Sunday, May 16, 2010

Assault into the Faithful Lands

As I mentioned in an earlier post, I love Battlefield Terrain Concept pieces and have been getting lots of it at various shows to use in my games.  Some of the lovely pieces I have are bocage pieces for 28mm gaming.  I think these work great for a "walled" defense surrounding the Druid's lands.  



One of the campaigns I have in mind is a series of battle involving the Rebels invading the Faithful lands to pillage and destroy.  One of the first of these scenarios would be an assault on a gate into the Faithful lands.  I am planning to make a wooden gate and have some of the bocage pieces with gun placements to put archers/slingers in for defense.  



Included in this are some pictures showing roughly what I have in mind and the basic look of the bocage with the Druid's Children figures.  The top picture shows the whole area with three main points of interest.  First, at the top is the gun placement with archers defending; second, is the front gate with a badger lord and two hares defending against a variety of rebels; and third, is a gap in the hedge with two hedgehog pike teams defending.  The second picture is a close-up of the front gate, and the final picture is of the gun placement.


6 comments:

doc mcb said...

Presumably with a linear defense the defenders will be thinly spread at first, while the attackers have chosen their point of attack. The archery positions ought to be camouflaged initially. The bocage serves to slow down entry. One possible scenario is that the rebels have captured some moles and are forcing them to dig a tunnel under it; and in any case the Rebels can tear a hole in the bocage given enough time. The Faithful's reaction force will arrive at some point, possibly in pieces and from several directions.

doc mcb said...

Years back when I was fiddling around with RUNEQUEST, I did an Aldrya (wood elvish) fortress with a lot of plant types -- tanglevines, thorns, psychic plants that give an alarm, etc. I think we may want to develop something along those lines. I know SBH has a few types of inimical vegetation.

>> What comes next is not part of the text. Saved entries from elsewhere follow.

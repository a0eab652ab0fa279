//! Build cache: the load-once/save-once store behind incremental builds
//!
//! Holds the file hash index, per-module compiled-file metadata (dependency
//! records, routes, theme associations), the cumulative module-dependency
//! graph, and the localization dictionary sub-cache. Owns the invalidation
//! policy: a recorded tool version or run-parameter mismatch fails safe toward
//! a full invalidation, never a crash, and any load error is treated as a
//! cold start.

pub mod changes;

use std::collections::{BTreeMap, BTreeSet};
use std::path::{Path, PathBuf};

use serde::{Deserialize, Serialize};

use crate::config::RunParams;
use crate::error::KilnResult;
use crate::fsutil;
use crate::graph::DependencyGraphBuilder;
use crate::hash::ContentHash;
use crate::model::StyleTheme;

pub use changes::{ChangeDetector, FileStatus};

/// Per-file record: hash, outputs, and compiled metadata reused when the file
/// is unchanged.
#[derive(Debug, Clone, Default, PartialEq, Eq, Serialize, Deserialize)]
pub struct FileEntry {
    pub hash: Option<ContentHash>,
    /// Advisory; never trusted for change detection on its own
    pub mtime: Option<u64>,
    /// Output paths relative to the output root
    #[serde(default)]
    pub outputs: Vec<String>,
    /// Module-qualified node name extracted from the compiled text
    #[serde(default)]
    pub node: Option<String>,
    #[serde(default)]
    pub deps: Vec<String>,
    /// Route path -> controller extracted from this file
    #[serde(default)]
    pub routes: BTreeMap<String, String>,
    /// True when reused from the prior run without recompilation
    #[serde(default)]
    pub cached: bool,
    /// Liveness marker; entries not marked live at save time are dropped
    #[serde(skip)]
    live: bool,
}

impl FileEntry {
    pub fn new(hash: ContentHash, mtime: Option<u64>) -> Self {
        Self {
            hash: Some(hash),
            mtime,
            live: true,
            ..Self::default()
        }
    }
}

#[derive(Debug, Clone, Default, Serialize, Deserialize)]
struct CacheData {
    #[serde(default)]
    params: RunParams,
    /// module -> relative path -> entry
    #[serde(default)]
    files: BTreeMap<String, BTreeMap<String, FileEntry>>,
    /// theme cache key -> theme; accumulation is last-write-wins per key
    #[serde(default)]
    themes: BTreeMap<String, StyleTheme>,
    /// module -> less configuration blob
    #[serde(default)]
    less_configs: BTreeMap<String, serde_json::Value>,
    #[serde(default)]
    graph: DependencyGraphBuilder,
    /// locale -> dictionary keys; survives invalidation (expensive to rebuild
    /// and independent of most run parameters)
    #[serde(default)]
    dictionary: BTreeMap<String, BTreeSet<String>>,
}

/// Process-wide build cache, loaded once per run and saved once at the end.
#[derive(Debug)]
pub struct BuildCache {
    path: PathBuf,
    first_build: bool,
    data: CacheData,
}

impl BuildCache {
    /// Load the cache file, treating any I/O or parse failure as "no prior
    /// cache". The pipeline then produces a correct, if unoptimized, full
    /// rebuild instead of aborting.
    pub fn load(path: &Path) -> Self {
        let data = std::fs::read_to_string(path)
            .ok()
            .and_then(|text| serde_json::from_str::<CacheData>(&text).ok());
        let first_build = data.is_none();
        Self {
            path: path.to_path_buf(),
            first_build,
            data: data.unwrap_or_default(),
        }
    }

    /// True when no prior cache was found. Downstream components use this to
    /// justify a more expensive source-of-truth lookup instead of trusting
    /// partial cache state.
    pub fn is_first_build(&self) -> bool {
        self.first_build
    }

    /// Write the cache back atomically. Entries not marked live this run are
    /// dropped (tombstone-by-omission).
    pub fn save(&mut self) -> KilnResult<()> {
        for module in self.data.files.values_mut() {
            module.retain(|_, entry| entry.live);
        }
        self.data.files.retain(|_, module| !module.is_empty());
        let json = serde_json::to_vec_pretty(&self.data)?;
        fsutil::atomic_write(&self.path, &json)
    }

    /// Invalidate everything except the dictionary sub-cache when the
    /// recorded tool version or run parameters differ from the current run.
    /// Returns true when an invalidation happened.
    pub fn clear_if_needed(&mut self, params: &RunParams) -> bool {
        if self.first_build {
            self.data.params = params.clone();
            return false;
        }
        if self.data.params == *params {
            return false;
        }
        let dictionary = std::mem::take(&mut self.data.dictionary);
        self.data = CacheData {
            params: params.clone(),
            dictionary,
            ..CacheData::default()
        };
        true
    }

    // --- file records ---

    pub fn file(&self, module: &str, rel: &str) -> Option<&FileEntry> {
        self.data.files.get(module)?.get(rel)
    }

    pub fn module_files(&self, module: &str) -> Option<&BTreeMap<String, FileEntry>> {
        self.data.files.get(module)
    }

    /// Record a freshly compiled file. The entry is marked live.
    pub fn record_file(&mut self, module: &str, rel: &str, mut entry: FileEntry) {
        entry.live = true;
        self.data
            .files
            .entry(module.to_string())
            .or_default()
            .insert(rel.to_string(), entry);
    }

    /// Mark an unchanged file's prior entry as still valid, returning its
    /// known outputs so they can be confirmed without recompilation.
    pub fn revalidate(&mut self, module: &str, rel: &str) -> Option<&FileEntry> {
        let entry = self.data.files.get_mut(module)?.get_mut(rel)?;
        entry.live = true;
        entry.cached = true;
        Some(entry)
    }

    /// Every output path recorded in the cache, for stale-output reconciling.
    pub fn output_paths(&self) -> BTreeSet<String> {
        let mut outputs = BTreeSet::new();
        for module in self.data.files.values() {
            for entry in module.values() {
                for output in &entry.outputs {
                    outputs.insert(output.clone());
                }
            }
        }
        outputs
    }

    // --- theme accumulation (commutative, last-write-wins per key) ---

    pub fn add_style_theme(&mut self, theme: StyleTheme) {
        self.data.themes.insert(theme.cache_key(), theme);
    }

    /// New-style themes carry structured configuration; stored under the same
    /// key space so a definition upgrade replaces the old entry.
    pub fn add_new_style_theme(&mut self, theme: StyleTheme) {
        self.data.themes.insert(theme.cache_key(), theme);
    }

    pub fn add_module_less_config(&mut self, module: &str, config: serde_json::Value) {
        self.data.less_configs.insert(module.to_string(), config);
    }

    pub fn themes(&self) -> impl Iterator<Item = &StyleTheme> {
        self.data.themes.values()
    }

    pub fn less_config(&self, module: &str) -> Option<&serde_json::Value> {
        self.data.less_configs.get(module)
    }

    // --- dependency graph ---

    pub fn graph(&self) -> &DependencyGraphBuilder {
        &self.data.graph
    }

    pub fn graph_mut(&mut self) -> &mut DependencyGraphBuilder {
        &mut self.data.graph
    }

    /// The merged dependency graph as of current cache state, for emission as
    /// the top-level `module-dependencies.json` artifact.
    pub fn module_dependencies(&self) -> crate::graph::DependencyGraph {
        self.data.graph.to_graph()
    }

    // --- localization dictionary sub-cache ---

    pub fn set_dictionary(&mut self, locale: &str, keys: BTreeSet<String>) {
        self.data.dictionary.insert(locale.to_string(), keys);
    }

    pub fn dictionary(&self, locale: &str) -> Option<&BTreeSet<String>> {
        self.data.dictionary.get(locale)
    }

    pub fn dictionary_keys(&self) -> BTreeSet<String> {
        self.data
            .dictionary
            .values()
            .flat_map(|keys| keys.iter().cloned())
            .collect()
    }
}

And I think the Druid's WYLDEWOOD probably has, in addition to a boundary hedge, a ZONE of defenses, which would include some bluffing (apparent strength concealing weakness) and also some deception/confusion in terms of a maze. This would face an outside invader such as Moonglade.

The danger of the Rebels is that they are Druid's Children themselves, already inside the Wyldewood and familiar with its ways and defenses.

One possibility for a LARGE game would be Moonglade goblins or such trying to get in, with Rebels already inside trying to disrupt the Faithful's defense from the rear.

doc mcb said...

One last thought: if the Rebels are outside trying to get in, it would probably be a Faithful village with a defensive hedge. That gives a chance to use the lovely pumpkin and nut houses, and the man-eating plants, etc., from Acheson.

doc mcb said...

I just checked SONG OF WIND AND WATER and Andrea has several interesting plant types:

bladegrass
carnivorous plants
stickyweeds
sleepflowers
thick vegetation
and witch woods (counterattack magic with transfix spells).

Combine with bogs and quicksand.

doc mcb said...

It would be fun -- but more complex than just a simple game of SBH -- to give the Druid's Faithful some set amount of types of cultivated plants with various defensive functions, and let that player design the best defensive system he can, within the limits of how fast plants grow, how expensive they are (in labor costs, probably) and such. Then let the enemy make an attack.

Probably good to remember one of the greatest of Murphy's Laws of Combat: If it's hard for the enemy to get in, you can't get out!

Eli Arndt said...

Excellent sounding fun. I have some ideas for how I see the world these little critters live in. I like your scenarios ideas and will work them into my own world.